Abstract
Background
Additional chromosomal abnormalities (ACAs) in the Philadelphia chromosome (Ph)-negative metaphases that emerge as patients with chronic myeloid leukemia (CML) are treated with tyrosine kinase inhibitors (TKIs) have been reported during treatment with imatinib. It has been suggested that these might be associated with an inferior outcome and in rare instances lead to the emergence of a new malignant clone resulting in myelodysplastic syndrome (MDS) or acute myeloid leukemia (AML) (Jabbour et. al, Blood 2007). This phenomenon has not been well characterized when other TKIs are used. We conducted a retrospective analysis of patients treated on imatinib, dasatinib, nilotinib, and ponatinib frontline trials to assess the frequency and prognostic impact of ACAs appearing during the treatment after achieving cytogenetic response.
Patients and Methods
A total of 524 patients with CML were evaluated with a median age at diagnosis of 48 years (range 15 to 86). These included 236 patients treated with imatinib, 125 with nilotinib, 118 with dasatinib and 45 with ponatinib.
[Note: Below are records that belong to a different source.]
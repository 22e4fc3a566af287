use std::path::{Path, PathBuf};

use serde::{Deserialize, Serialize};

use invitation_domain::FieldMode;

use crate::ConfigError;

/// Keys accepted by [`EditorConfig::set`].
pub const CONFIG_KEYS: [&str; 5] = [
    "locale",
    "default_mode",
    "date_fallback",
    "sessions_dir",
    "ui_color_enabled",
];

/// Stores user-configurable editor preferences.
#[derive(Debug, Clone, PartialEq, Serialize, Deserialize)]
pub struct EditorConfig {
    /// Locale tag used for long dates, e.g. `es-PE`.
    pub locale: String,
    #[serde(default)]
    pub default_mode: FieldMode,
    /// Replaces the locale's text for missing or unparseable dates.
    #[serde(default, skip_serializing_if = "Option::is_none")]
    pub date_fallback: Option<String>,
    #[serde(default, skip_serializing_if = "Option::is_none")]
    /// Optional custom directory for saved sessions.
    pub sessions_dir: Option<PathBuf>,
    #[serde(default = "EditorConfig::default_ui_color_enabled")]
    pub ui_color_enabled: bool,
}

impl Default for EditorConfig {
    fn default() -> Self {
        Self {
            locale: Self::default_locale(),
            default_mode: FieldMode::default(),
            date_fallback: None,
            sessions_dir: None,
            ui_color_enabled: Self::default_ui_color_enabled(),
        }
    }
}

impl EditorConfig {
    pub fn default_locale() -> String {
        "es-PE".into()
    }

    pub fn default_ui_color_enabled() -> bool {
        true
    }

    /// Updates one preference from its textual form. An empty value clears
    /// optional settings.
    pub fn set(&mut self, key: &str, value: &str) -> Result<(), ConfigError> {
        let trimmed = value.trim();
        let invalid = || ConfigError::InvalidValue {
            key: key.to_string(),
            value: value.to_string(),
        };
        match key {
            "locale" if !trimmed.is_empty() => self.locale = trimmed.to_string(),
            "default_mode" => {
                self.default_mode = trimmed.parse().map_err(|_| invalid())?
            }
            "date_fallback" => {
                self.date_fallback = (!trimmed.is_empty()).then(|| trimmed.to_string())
            }
            "sessions_dir" => {
                self.sessions_dir = (!trimmed.is_empty()).then(|| PathBuf::from(trimmed))
            }
            "ui_color_enabled" => {
                self.ui_color_enabled = match trimmed.to_ascii_lowercase().as_str() {
                    "true" | "on" | "yes" | "1" => true,
                    "false" | "off" | "no" | "0" => false,
                    _ => return Err(invalid()),
                }
            }
            _ => return Err(invalid()),
        }
        Ok(())
    }

    /// Directory sessions are stored in: the configured override, otherwise
    /// `sessions/` under `base`.
    pub fn resolve_sessions_dir(&self, base: &Path) -> PathBuf {
        match &self.sessions_dir {
            Some(path) => path.clone(),
            None => base.join("sessions"),
        }
    }
}
//! invitation-storage-json
//!
//! Filesystem-backed JSON persistence for saved editing sessions.

use std::{
    cmp::Reverse,
    fs::{self, File},
    io::{self, Write},
    path::{Path, PathBuf},
};

use chrono::{DateTime, NaiveDateTime, Utc};
use serde::{Deserialize, Serialize};
use thiserror::Error;

use invitation_domain::ProgressiveData;

pub const SESSION_SCHEMA_VERSION: u32 = 1;
const FILE_EXTENSION: &str = "json";
const BACKUP_TIMESTAMP_FORMAT: &str = "%Y%m%d_%H%M%S";
const TMP_SUFFIX: &str = "tmp";
const DEFAULT_RETENTION: usize = 5;

#[derive(Debug, Error)]
pub enum StorageError {
    #[error("I/O error: {0}")]
    Io(#[from] io::Error),

    #[error("Serialization error: {0}")]
    Serde(String),

    #[error("session `{0}` not found")]
    NotFound(String),

    #[error("unsupported session schema version {0}")]
    UnsupportedSchema(u32),
}

/// On-disk envelope around [`ProgressiveData`].
#[derive(Debug, Clone, PartialEq, Serialize, Deserialize)]
pub struct StoredSession {
    #[serde(default = "StoredSession::legacy_schema_version")]
    pub schema_version: u32,
    #[serde(default)]
    pub saved_at: Option<DateTime<Utc>>,
    #[serde(flatten)]
    pub data: ProgressiveData,
}

impl StoredSession {
    pub fn new(data: ProgressiveData) -> Self {
        Self {
            schema_version: SESSION_SCHEMA_VERSION,
            saved_at: Some(Utc::now()),
            data,
        }
    }

    fn legacy_schema_version() -> u32 {
        SESSION_SCHEMA_VERSION
    }
}

#[derive(Debug, Clone, PartialEq, Eq)]
pub struct SessionBackupInfo {
    pub session: String,
    pub id: String,
    pub created_at: Option<DateTime<Utc>>,
    pub path: PathBuf,
}

/// Stores one JSON file per named session and keeps a bounded number of
/// timestamped backups of overwritten files.
#[derive(Debug, Clone)]
pub struct JsonSessionStore {
    sessions_dir: PathBuf,
    backups_dir: PathBuf,
    retention: usize,
}

impl JsonSessionStore {
    pub fn new(sessions_dir: PathBuf) -> Result<Self, StorageError> {
        let backups_dir = sessions_dir.join("backups");
        Self::with_retention(sessions_dir, backups_dir, DEFAULT_RETENTION)
    }

    pub fn with_retention(
        sessions_dir: PathBuf,
        backups_dir: PathBuf,
        retention: usize,
    ) -> Result<Self, StorageError> {
        fs::create_dir_all(&sessions_dir)?;
        fs::create_dir_all(&backups_dir)?;
        Ok(Self {
            sessions_dir,
            backups_dir,
            retention: retention.max(1),
        })
    }

    pub fn sessions_dir(&self) -> &Path {
        &self.sessions_dir
    }

    pub fn session_path(&self, name: &str) -> PathBuf {
        self.sessions_dir
            .join(format!("{}.{}", canonical_name(name), FILE_EXTENSION))
    }

    /// Writes `data` under `name`, backing up any previous file first.
    pub fn save(&self, name: &str, data: &ProgressiveData) -> Result<PathBuf, StorageError> {
        let path = self.session_path(name);
        if path.exists() {
            self.backup_existing_file(name, &path)?;
        }
        save_session_to_path(data, &path)?;
        Ok(path)
    }

    pub fn load(&self, name: &str) -> Result<ProgressiveData, StorageError> {
        let path = self.session_path(name);
        if !path.exists() {
            return Err(StorageError::NotFound(canonical_name(name)));
        }
        load_session_from_path(&path)
    }

    /// Session names, sorted.
    pub fn list(&self) -> Result<Vec<String>, StorageError> {
        let mut names = Vec::new();
        for entry in fs::read_dir(&self.sessions_dir)? {
            let path = entry?.path();
            if !path.is_file() {
                continue;
            }
            if path.extension().and_then(|ext| ext.to_str()) != Some(FILE_EXTENSION) {
                continue;
            }
            if let Some(stem) = path.file_stem().and_then(|stem| stem.to_str()) {
                names.push(stem.to_string());
            }
        }
        names.sort();
        Ok(names)
    }

    pub fn delete(&self, name: &str) -> Result<(), StorageError> {
        let path = self.session_path(name);
        if path.exists() {
            fs::remove_file(path)?;
        }
        Ok(())
    }

    /// Backups of `name`, newest first.
    pub fn list_backups(&self, name: &str) -> Result<Vec<SessionBackupInfo>, StorageError> {
        let dir = self.backup_dir(name);
        if !dir.exists() {
            return Ok(Vec::new());
        }
        let session = canonical_name(name);
        let mut entries = Vec::new();
        for entry in fs::read_dir(dir)? {
            let path = entry?.path();
            if path.extension().and_then(|ext| ext.to_str()) != Some(FILE_EXTENSION) {
                continue;
            }
            if let Some(file_name) = path.file_name().and_then(|name| name.to_str()) {
                entries.push(SessionBackupInfo {
                    session: session.clone(),
                    id: file_name.to_string(),
                    created_at: parse_backup_timestamp(file_name),
                    path: path.clone(),
                });
            }
        }
        entries.sort_by_key(|info| (Reverse(info.created_at), Reverse(info.id.clone())));
        Ok(entries)
    }

    /// Copies a backup over the live session file and loads it.
    pub fn restore_backup(
        &self,
        name: &str,
        backup_id: &str,
    ) -> Result<ProgressiveData, StorageError> {
        let backup = self.backup_dir(name).join(backup_id);
        if !backup.exists() {
            return Err(StorageError::NotFound(backup_id.to_string()));
        }
        let target = self.session_path(name);
        fs::copy(&backup, &target)?;
        load_session_from_path(&target)
    }

    fn backup_dir(&self, name: &str) -> PathBuf {
        self.backups_dir.join(canonical_name(name))
    }

    fn backup_existing_file(&self, name: &str, path: &Path) -> Result<(), StorageError> {
        let dir = self.backup_dir(name);
        fs::create_dir_all(&dir)?;
        let timestamp = Utc::now().format(BACKUP_TIMESTAMP_FORMAT).to_string();
        let file_name = format!("{}_{}.{}", canonical_name(name), timestamp, FILE_EXTENSION);
        fs::copy(path, dir.join(file_name))?;
        self.prune_backups(name)
    }

    fn prune_backups(&self, name: &str) -> Result<(), StorageError> {
        for entry in self.list_backups(name)?.into_iter().skip(self.retention) {
            let _ = fs::remove_file(entry.path);
        }
        Ok(())
    }
}

/// Saves progressive data to an arbitrary path through a temporary file.
pub fn save_session_to_path(data: &ProgressiveData, path: &Path) -> Result<(), StorageError> {
    if let Some(parent) = path.parent() {
        fs::create_dir_all(parent)?;
    }
    let json = serde_json::to_string_pretty(&StoredSession::new(data.clone()))
        .map_err(|err| StorageError::Serde(err.to_string()))?;
    let tmp = tmp_path(path);
    write_all(&tmp, &json)?;
    fs::rename(&tmp, path)?;
    Ok(())
}

/// Loads progressive data from `path`. Files without an envelope are read as
/// bare progressive data.
pub fn load_session_from_path(path: &Path) -> Result<ProgressiveData, StorageError> {
    let text = fs::read_to_string(path)?;
    let stored: StoredSession =
        serde_json::from_str(&text).map_err(|err| StorageError::Serde(err.to_string()))?;
    if stored.schema_version > SESSION_SCHEMA_VERSION {
        return Err(StorageError::UnsupportedSchema(stored.schema_version));
    }
    Ok(stored.data)
}

fn canonical_name(name: &str) -> String {
    let sanitized: String = name
        .trim()
        .to_lowercase()
        .chars()
        .map(|c| match c {
            'a'..='z' | '0'..='9' | '-' => c,
            _ => '_',
        })
        .collect();
    if sanitized.trim_matches('_').is_empty() {
        "session".into()
    } else {
        sanitized
    }
}

fn parse_backup_timestamp(name: &str) -> Option<DateTime<Utc>> {
    let trimmed = name.strip_suffix(&format!(".{}", FILE_EXTENSION))?;
    let mut segments = trimmed.rsplit('_');
    let time = segments.next()?;
    let date = segments.next()?;
    if !is_digits(date, 8) || !is_digits(time, 6) {
        return None;
    }
    NaiveDateTime::parse_from_str(&format!("{date}{time}"), "%Y%m%d%H%M%S")
        .ok()
        .map(|naive| DateTime::from_naive_utc_and_offset(naive, Utc))
}

fn is_digits(value: &str, len: usize) -> bool {
    value.len() == len && value.chars().all(|c| c.is_ascii_digit())
}

fn tmp_path(path: &Path) -> PathBuf {
    let mut tmp = path.to_path_buf();
    let ext = match path.extension().and_then(|ext| ext.to_str()) {
        Some(existing) => format!("{}.{}", existing, TMP_SUFFIX),
        None => TMP_SUFFIX.to_string(),
    };
    tmp.set_extension(ext);
    tmp
}

fn write_all(path: &Path, data: &str) -> Result<(), StorageError> {
    let mut file = File::create(path)?;
    file.write_all(data.as_bytes())?;
    file.flush()?;
    Ok(())
}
All the patients were treated in clinical trials approved by the institutional board review and signed an informed consent in accordance with institutional guidelines and in accordance with the declaration of Helsenki. Conventional cytogenetic analysis was done in bone marrow cells using standard G-banding technique at baseline, every 3 months during the first year, then every 6-12 months. Clonal ACAs were identified as abnormalities present in ≥2/20 metaphases or, if only one metaphase, present in ≥2 consecutive assessments.
Results
After a median follow-up of 83.8 months (range 0.3-176.6 months) 13% (72/524) patients had ACAs, of which 7% (41/524) were clonal. ACAs were seen in 11% (27/236) of patients on imatinib compared to 11% (13/118, p=0.9) on dasatinib, 19 % (24/125, p= 0.04) on nilotinib, and 17% (8/45, p=0.2) on ponatinib. Six patients had both clonal evolution (CE) and ACAs at different times. The median number of metaphases containing ACAs was 5/20 (range 1 to 20) with an average of 7/20. Most appeared within the first year of the start of the TKI (median 6 months, range 3-72 months); they first appeared after 12 months of therapy in 21 of the 72 (29%) patients. ACAs were transient and were detected in 2 or less time points in 52 of the 72 (72%) cases. The most common clonal ACAs were - Y (13/41) and +8 (4/41). The rates of cytogenetic and molecular responses were similar for patients with and without clonal ACAs (CCyR: 88% vs 91%; p=0.55) (MMR: 78% vs 86%, p=0.20). Having clonal ACAs did not affect the rate of deep molecular response either (MR4.5 71% vs 67%; p =0.65). There was no significant difference in EFS and OS (5y EFS 73% vs 86%; p=0.19) (5y OS 77% vs 93%; p=0.06) although there was a trend for lower rates for both. Responses and clinical outcomes were similar between different TKIs for patients with and without clonal ACAs. One patient with -7 treated with ponatinib developed MDS. Monosomy 7 appeared 9 months from the start of treatment in 9/20 metaphases and persisted. He was taken off ponatinib because of pancytopenia. He subsequently received bosutinib, achieved and maintained a CCyR. A high-risk MDS was documented approximately 1 year after appearance of the -7 clone. He was started on decitabine and achieved a partial cytogenetic response for MDS. Another patient in the imatinib cohort with -7 developed secondary AML (CCyR for CML) and died from a multiple organ failure after allogeneic stem cell transplant from a one antigen-mismatched unrelated donor. There was a third patient with -7 that later had CE and developed Ph+ CML blast phase.
Conclusion
ACAs are rare and mostly transient events that appear during the treatment of CML with TKIs. These changes do not affect responses or clinical outcomes, independent of what TKI is used. A small subset of patients with -7 may develop AML or MDS warranting close monitoring of patients with changes that are reminiscent of those diseases. Molecular analysis after appearance of ACAs could help identify mutations driving the Ph-clone into AML or MDS.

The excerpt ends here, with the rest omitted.